[Collected data entries]
○ ○ ○ ○

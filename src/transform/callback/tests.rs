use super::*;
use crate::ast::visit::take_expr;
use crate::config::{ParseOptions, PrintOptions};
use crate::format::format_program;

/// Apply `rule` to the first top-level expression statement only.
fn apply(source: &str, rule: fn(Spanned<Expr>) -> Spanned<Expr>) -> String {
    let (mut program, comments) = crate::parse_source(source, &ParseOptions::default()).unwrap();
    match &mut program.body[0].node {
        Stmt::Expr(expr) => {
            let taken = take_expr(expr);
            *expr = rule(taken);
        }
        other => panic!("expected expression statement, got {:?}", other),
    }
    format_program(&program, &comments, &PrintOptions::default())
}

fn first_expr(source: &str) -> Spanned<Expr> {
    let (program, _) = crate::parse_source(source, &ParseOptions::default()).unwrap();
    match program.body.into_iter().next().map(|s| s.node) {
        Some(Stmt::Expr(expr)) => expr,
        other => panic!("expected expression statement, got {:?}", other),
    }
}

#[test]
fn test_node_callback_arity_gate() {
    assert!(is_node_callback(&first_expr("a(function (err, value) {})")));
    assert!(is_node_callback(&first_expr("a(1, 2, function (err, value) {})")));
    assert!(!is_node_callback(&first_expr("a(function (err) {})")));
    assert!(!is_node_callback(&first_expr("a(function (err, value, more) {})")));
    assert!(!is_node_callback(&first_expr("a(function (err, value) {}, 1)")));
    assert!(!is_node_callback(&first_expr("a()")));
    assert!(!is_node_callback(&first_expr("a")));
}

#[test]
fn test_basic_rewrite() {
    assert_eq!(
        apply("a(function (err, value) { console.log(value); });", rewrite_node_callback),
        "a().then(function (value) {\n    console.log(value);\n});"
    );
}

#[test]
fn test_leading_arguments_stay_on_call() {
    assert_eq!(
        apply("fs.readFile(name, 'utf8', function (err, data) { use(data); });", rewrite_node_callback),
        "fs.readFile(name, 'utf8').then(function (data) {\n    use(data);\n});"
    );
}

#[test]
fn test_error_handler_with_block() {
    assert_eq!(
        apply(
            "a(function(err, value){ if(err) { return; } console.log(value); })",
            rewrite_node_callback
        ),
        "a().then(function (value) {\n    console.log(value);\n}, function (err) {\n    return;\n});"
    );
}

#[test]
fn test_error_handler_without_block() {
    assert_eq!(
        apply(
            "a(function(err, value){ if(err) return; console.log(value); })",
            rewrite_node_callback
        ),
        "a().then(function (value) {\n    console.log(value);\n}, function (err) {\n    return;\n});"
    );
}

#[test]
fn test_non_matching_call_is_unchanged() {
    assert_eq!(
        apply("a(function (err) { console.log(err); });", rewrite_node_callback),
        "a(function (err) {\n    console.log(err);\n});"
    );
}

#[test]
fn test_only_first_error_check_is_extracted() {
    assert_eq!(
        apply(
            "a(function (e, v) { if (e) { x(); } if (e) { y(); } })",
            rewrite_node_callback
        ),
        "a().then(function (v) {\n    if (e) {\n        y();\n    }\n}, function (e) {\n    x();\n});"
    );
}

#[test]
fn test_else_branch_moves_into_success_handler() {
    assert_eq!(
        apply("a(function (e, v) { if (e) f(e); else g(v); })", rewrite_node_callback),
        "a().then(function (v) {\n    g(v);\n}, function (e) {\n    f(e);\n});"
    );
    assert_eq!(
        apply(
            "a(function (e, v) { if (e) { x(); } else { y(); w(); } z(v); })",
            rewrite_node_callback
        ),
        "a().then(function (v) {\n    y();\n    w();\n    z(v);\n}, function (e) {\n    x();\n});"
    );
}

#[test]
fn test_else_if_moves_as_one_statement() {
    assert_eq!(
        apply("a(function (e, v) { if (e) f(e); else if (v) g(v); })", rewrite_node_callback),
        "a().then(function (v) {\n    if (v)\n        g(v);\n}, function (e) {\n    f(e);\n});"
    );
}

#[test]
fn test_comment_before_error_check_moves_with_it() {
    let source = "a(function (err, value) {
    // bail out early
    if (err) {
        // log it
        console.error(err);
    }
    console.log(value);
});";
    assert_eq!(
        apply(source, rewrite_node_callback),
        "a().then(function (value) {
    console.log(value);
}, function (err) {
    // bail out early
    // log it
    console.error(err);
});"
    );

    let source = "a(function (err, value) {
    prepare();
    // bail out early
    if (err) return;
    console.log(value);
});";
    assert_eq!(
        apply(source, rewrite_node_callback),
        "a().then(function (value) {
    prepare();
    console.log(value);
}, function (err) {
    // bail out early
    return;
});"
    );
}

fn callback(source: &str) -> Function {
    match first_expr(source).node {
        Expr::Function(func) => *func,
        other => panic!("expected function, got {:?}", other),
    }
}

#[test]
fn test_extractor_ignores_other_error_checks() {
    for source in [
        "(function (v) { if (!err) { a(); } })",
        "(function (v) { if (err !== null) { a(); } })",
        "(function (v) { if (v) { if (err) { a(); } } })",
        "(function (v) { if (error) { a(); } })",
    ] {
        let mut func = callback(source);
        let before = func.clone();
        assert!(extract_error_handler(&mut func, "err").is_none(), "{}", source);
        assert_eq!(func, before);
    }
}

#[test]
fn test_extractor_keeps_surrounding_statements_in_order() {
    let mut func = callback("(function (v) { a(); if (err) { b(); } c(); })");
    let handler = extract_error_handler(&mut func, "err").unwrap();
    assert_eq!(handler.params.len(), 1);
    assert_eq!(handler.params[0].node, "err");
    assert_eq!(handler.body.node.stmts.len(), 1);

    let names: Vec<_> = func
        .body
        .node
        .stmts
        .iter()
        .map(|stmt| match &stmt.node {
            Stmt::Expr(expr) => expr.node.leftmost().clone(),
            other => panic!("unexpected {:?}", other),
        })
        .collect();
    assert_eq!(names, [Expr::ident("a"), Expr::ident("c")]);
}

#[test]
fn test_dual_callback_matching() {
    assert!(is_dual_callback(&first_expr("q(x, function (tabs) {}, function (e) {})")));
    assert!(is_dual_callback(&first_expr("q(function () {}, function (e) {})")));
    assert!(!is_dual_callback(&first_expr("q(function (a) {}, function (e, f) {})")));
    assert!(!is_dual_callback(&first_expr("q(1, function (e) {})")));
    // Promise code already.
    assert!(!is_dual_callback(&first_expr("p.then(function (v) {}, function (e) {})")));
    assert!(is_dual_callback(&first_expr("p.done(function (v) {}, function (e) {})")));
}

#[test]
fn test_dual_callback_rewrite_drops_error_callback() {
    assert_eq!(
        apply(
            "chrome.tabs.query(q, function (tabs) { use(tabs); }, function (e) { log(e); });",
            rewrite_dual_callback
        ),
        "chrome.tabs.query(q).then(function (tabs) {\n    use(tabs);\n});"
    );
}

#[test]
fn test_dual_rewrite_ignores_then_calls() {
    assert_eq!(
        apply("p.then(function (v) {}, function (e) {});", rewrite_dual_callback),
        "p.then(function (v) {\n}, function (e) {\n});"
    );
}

○ ○ ○ ○

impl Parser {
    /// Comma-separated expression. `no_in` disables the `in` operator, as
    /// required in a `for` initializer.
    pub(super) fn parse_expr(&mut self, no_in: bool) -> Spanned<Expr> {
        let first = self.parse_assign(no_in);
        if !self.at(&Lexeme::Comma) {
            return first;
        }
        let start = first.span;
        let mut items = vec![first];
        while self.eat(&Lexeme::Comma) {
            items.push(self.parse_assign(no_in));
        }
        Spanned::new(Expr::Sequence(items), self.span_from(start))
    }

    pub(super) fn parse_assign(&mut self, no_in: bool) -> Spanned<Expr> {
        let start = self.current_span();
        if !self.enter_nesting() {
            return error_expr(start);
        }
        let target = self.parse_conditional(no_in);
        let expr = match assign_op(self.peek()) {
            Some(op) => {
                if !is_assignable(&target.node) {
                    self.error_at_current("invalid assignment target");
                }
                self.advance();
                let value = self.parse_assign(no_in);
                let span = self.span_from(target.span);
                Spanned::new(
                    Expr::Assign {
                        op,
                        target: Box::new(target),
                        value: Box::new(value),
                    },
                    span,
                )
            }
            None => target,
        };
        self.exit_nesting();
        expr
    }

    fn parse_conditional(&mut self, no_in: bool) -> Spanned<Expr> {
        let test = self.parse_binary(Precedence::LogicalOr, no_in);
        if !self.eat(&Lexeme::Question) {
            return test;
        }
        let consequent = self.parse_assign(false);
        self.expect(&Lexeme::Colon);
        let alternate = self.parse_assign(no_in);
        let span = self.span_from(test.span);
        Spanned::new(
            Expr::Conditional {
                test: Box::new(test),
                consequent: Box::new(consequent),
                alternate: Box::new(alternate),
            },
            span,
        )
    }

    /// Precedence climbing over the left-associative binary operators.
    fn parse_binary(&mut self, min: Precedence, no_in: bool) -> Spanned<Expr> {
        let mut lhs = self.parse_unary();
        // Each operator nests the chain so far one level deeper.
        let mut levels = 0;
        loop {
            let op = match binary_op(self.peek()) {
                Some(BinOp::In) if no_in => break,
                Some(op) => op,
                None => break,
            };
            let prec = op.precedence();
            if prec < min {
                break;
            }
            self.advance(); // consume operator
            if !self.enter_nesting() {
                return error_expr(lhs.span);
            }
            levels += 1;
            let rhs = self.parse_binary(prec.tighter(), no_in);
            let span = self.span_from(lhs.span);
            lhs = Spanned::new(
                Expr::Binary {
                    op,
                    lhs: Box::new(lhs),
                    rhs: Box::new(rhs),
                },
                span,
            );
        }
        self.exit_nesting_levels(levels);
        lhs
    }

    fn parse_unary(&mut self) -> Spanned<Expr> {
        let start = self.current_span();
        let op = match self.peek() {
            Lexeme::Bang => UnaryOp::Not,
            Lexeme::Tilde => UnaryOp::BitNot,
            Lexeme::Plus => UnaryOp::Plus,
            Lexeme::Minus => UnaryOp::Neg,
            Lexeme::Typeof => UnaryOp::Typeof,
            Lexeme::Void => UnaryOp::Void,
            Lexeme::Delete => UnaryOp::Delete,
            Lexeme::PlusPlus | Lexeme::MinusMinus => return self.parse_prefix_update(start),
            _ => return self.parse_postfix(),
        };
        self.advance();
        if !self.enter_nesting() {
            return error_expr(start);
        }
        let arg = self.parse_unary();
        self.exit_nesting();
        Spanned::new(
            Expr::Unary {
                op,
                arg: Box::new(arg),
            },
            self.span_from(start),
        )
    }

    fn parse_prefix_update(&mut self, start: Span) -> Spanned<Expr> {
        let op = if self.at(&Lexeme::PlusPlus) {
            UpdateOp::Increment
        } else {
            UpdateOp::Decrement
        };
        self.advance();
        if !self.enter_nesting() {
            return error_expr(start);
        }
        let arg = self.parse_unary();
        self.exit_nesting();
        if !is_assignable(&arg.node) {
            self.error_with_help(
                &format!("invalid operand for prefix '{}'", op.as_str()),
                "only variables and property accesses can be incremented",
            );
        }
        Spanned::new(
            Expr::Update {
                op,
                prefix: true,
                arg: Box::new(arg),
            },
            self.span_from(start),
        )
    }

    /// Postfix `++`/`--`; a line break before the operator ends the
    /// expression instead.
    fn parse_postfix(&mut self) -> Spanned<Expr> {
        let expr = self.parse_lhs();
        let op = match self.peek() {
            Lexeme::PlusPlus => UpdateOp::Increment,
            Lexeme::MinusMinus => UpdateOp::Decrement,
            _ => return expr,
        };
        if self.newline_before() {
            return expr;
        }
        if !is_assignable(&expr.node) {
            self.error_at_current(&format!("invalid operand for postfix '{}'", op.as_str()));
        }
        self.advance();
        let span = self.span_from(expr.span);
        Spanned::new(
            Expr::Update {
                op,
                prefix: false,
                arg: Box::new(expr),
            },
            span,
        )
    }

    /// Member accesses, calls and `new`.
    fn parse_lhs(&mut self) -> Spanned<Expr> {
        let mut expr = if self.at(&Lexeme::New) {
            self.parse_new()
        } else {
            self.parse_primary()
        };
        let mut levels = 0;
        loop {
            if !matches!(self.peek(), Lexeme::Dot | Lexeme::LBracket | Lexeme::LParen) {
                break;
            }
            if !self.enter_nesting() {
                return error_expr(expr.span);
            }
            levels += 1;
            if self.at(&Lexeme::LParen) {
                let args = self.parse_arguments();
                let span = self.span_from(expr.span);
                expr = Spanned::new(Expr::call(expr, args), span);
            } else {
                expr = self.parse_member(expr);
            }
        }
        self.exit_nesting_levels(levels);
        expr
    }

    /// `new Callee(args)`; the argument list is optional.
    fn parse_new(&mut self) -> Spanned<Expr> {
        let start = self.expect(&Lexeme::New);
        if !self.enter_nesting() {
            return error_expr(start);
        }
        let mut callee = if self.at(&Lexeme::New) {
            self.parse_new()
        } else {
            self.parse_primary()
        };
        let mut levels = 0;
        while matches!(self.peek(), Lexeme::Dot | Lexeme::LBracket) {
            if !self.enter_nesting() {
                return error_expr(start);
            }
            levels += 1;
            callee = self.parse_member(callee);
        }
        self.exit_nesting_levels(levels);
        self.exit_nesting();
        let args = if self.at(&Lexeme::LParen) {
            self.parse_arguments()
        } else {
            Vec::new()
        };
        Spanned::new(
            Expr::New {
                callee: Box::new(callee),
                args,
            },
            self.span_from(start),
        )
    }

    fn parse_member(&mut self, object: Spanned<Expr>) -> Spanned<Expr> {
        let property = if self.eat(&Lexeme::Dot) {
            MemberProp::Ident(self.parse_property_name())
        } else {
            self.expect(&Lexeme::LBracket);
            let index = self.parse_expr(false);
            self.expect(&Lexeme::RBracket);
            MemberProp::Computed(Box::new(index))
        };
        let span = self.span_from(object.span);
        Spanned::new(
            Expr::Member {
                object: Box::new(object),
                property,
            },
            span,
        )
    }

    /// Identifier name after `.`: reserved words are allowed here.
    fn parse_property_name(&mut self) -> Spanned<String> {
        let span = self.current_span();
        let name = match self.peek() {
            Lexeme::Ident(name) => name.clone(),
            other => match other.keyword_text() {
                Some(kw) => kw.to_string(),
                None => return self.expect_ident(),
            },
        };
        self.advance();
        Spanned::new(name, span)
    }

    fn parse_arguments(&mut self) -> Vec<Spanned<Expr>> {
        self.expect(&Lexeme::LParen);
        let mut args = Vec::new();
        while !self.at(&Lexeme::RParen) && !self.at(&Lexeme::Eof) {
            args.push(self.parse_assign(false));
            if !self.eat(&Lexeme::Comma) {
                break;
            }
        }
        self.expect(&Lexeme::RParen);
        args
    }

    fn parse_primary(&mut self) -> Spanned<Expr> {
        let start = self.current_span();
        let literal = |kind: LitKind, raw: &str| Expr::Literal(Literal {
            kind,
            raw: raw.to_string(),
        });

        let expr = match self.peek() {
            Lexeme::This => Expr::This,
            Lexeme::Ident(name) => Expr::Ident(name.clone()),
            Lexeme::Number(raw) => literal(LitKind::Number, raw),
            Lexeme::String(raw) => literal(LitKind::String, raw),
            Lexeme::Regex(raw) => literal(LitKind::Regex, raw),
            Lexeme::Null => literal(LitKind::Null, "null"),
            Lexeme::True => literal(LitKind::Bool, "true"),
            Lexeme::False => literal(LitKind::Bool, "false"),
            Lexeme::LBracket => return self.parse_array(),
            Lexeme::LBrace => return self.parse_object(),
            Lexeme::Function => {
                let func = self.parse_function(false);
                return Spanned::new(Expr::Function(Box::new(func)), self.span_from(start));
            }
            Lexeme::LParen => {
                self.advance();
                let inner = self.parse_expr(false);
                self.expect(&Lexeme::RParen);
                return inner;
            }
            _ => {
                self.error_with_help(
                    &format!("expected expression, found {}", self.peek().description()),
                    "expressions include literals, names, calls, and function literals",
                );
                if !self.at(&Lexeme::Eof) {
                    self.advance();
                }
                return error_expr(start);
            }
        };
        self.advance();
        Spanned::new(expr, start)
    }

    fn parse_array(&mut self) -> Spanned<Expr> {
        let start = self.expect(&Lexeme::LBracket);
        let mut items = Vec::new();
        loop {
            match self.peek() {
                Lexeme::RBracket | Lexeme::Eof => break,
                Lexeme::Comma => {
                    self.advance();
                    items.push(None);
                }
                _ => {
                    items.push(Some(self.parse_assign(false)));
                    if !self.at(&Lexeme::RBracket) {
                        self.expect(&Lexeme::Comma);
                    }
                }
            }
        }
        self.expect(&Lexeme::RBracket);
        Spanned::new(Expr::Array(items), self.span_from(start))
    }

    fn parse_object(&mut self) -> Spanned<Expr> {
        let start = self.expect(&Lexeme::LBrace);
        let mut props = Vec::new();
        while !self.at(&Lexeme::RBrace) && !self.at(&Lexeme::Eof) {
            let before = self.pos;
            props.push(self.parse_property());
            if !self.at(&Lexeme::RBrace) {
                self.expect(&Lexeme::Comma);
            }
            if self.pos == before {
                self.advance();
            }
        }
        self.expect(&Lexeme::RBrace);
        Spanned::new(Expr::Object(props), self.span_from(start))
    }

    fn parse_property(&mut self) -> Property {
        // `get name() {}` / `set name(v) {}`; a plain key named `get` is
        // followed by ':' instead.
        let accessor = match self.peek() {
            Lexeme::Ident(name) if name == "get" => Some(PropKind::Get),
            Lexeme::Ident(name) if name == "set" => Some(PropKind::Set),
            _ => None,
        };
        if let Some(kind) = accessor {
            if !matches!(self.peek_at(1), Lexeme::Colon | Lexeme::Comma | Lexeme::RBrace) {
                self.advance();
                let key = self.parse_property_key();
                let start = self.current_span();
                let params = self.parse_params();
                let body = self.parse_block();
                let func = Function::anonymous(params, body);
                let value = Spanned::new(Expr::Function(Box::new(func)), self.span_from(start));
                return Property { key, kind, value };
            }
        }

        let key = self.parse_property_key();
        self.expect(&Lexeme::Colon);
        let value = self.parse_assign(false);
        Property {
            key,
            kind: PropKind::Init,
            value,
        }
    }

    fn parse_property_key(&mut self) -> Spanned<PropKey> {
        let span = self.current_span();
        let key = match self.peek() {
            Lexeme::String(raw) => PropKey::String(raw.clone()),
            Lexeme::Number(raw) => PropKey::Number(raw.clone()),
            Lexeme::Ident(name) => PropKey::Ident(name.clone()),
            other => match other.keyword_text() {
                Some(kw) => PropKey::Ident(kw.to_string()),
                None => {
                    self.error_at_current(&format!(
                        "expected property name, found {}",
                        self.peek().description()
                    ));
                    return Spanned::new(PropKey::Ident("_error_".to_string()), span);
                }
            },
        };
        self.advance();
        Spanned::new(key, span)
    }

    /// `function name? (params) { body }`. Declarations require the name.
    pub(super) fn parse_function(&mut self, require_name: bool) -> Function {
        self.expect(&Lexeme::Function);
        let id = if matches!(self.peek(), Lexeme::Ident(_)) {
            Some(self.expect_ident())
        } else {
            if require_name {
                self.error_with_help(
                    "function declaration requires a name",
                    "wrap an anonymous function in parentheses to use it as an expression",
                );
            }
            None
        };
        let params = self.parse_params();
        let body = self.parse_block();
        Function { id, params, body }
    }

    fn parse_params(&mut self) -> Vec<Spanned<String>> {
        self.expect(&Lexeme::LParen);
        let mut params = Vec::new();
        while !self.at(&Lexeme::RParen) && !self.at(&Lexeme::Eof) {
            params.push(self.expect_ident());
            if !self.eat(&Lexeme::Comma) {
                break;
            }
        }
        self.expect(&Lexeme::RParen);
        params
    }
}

○ ○ ○ ○

WORK ITEM: Extract every line above containing the word "index".

SOLVED EXERCISE:
            let index = self.parse_expr(false);
            MemberProp::Computed(Box::new(index))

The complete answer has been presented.